- Provided records:

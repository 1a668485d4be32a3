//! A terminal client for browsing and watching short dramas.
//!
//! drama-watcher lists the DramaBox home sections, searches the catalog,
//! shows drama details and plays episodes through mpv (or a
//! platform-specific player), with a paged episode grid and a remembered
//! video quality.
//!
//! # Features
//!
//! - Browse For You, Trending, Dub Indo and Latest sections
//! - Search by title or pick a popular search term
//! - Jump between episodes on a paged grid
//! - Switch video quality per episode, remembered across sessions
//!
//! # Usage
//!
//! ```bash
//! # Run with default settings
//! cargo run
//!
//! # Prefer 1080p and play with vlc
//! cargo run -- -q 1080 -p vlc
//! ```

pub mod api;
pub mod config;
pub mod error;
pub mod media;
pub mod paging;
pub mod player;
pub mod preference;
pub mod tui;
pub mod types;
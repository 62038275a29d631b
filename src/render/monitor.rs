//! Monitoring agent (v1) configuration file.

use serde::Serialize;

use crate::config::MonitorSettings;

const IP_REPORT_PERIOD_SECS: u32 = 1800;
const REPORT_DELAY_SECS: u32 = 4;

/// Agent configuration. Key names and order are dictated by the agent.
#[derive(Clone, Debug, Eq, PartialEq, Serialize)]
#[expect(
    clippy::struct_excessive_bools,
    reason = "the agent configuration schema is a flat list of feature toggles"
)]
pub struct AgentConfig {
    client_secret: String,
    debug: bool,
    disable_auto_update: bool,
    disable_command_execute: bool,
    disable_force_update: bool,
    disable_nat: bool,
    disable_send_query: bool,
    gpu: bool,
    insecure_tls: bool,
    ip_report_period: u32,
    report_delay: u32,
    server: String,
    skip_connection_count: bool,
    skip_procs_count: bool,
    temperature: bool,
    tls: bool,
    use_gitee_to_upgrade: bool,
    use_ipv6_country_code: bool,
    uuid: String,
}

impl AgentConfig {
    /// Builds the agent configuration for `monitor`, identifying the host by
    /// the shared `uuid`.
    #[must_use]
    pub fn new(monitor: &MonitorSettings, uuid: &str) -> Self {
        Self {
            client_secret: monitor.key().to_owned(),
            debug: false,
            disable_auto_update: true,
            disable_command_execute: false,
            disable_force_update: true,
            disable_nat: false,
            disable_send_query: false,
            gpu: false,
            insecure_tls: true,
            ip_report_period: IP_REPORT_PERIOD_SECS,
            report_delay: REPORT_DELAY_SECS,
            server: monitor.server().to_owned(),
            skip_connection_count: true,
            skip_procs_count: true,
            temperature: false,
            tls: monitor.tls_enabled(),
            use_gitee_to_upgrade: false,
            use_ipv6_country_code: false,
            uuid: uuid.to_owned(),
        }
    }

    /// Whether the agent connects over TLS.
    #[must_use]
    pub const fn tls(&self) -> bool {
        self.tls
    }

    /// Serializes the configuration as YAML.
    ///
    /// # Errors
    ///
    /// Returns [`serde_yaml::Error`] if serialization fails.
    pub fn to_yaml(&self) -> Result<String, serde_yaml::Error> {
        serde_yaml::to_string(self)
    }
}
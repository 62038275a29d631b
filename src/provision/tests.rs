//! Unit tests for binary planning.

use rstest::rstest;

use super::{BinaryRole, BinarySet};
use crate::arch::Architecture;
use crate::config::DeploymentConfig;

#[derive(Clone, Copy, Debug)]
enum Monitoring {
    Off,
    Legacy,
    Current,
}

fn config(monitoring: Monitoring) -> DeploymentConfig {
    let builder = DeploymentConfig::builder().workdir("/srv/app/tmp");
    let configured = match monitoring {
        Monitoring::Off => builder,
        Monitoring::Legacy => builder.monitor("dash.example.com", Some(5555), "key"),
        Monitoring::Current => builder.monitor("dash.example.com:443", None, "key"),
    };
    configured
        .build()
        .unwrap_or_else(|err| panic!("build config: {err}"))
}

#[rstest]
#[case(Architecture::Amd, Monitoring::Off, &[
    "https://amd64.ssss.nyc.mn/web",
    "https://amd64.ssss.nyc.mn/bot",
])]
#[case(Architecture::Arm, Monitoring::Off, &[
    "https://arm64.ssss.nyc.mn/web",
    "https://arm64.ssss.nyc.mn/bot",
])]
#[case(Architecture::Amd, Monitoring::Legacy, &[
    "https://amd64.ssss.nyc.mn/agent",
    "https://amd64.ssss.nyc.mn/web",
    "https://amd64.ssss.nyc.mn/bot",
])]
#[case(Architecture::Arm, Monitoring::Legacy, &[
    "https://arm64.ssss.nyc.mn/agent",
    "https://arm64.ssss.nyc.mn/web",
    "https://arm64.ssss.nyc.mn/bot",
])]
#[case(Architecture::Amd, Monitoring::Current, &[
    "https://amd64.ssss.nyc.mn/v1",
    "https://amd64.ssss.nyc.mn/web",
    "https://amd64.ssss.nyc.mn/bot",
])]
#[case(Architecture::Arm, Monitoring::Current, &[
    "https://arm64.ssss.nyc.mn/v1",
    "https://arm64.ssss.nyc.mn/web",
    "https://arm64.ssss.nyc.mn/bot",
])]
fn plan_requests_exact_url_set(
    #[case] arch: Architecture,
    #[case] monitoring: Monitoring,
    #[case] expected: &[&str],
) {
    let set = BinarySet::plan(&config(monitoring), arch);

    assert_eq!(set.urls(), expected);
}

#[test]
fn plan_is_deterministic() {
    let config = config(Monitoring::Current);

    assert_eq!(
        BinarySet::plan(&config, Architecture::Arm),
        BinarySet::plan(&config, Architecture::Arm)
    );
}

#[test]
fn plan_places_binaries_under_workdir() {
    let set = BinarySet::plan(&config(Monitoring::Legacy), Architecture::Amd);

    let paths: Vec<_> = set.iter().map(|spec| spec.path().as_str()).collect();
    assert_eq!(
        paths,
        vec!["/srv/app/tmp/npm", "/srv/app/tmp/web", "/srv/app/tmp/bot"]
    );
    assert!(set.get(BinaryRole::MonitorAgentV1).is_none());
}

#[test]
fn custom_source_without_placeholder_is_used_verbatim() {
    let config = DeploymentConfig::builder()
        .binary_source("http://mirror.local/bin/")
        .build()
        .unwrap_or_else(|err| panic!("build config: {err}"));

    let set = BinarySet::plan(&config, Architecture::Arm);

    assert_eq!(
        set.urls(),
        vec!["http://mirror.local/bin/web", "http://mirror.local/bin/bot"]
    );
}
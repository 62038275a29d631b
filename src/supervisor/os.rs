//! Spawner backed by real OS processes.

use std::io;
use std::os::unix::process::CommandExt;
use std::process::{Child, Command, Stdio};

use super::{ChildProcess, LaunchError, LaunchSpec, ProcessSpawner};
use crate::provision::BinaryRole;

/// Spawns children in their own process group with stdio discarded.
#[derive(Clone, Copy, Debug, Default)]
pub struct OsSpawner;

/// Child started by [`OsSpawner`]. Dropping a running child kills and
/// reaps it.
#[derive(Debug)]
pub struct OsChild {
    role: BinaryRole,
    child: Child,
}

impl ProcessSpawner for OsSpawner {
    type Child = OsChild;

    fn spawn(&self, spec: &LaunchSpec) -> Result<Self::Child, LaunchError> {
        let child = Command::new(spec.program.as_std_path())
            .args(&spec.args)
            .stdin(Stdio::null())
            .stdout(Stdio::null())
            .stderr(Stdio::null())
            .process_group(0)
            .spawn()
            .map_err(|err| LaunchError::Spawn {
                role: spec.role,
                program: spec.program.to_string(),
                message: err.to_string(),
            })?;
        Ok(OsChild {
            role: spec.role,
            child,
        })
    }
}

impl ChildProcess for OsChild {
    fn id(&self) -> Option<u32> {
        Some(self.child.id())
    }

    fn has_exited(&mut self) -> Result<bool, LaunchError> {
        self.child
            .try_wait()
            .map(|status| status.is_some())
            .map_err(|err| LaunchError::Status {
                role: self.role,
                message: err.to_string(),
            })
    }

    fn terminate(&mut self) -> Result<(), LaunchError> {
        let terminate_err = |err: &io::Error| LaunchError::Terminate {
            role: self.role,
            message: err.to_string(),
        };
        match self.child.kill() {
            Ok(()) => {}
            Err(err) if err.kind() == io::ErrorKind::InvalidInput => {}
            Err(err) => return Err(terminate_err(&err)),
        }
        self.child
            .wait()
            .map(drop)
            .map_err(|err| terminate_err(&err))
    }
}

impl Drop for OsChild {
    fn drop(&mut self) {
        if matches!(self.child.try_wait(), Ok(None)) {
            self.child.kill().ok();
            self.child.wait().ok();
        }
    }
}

- The task: When a line among the entries above contains "crate", copy it.

- Result:
use crate::config::MonitorSettings;
use crate::arch::Architecture;
use crate::config::DeploymentConfig;
use crate::provision::BinaryRole;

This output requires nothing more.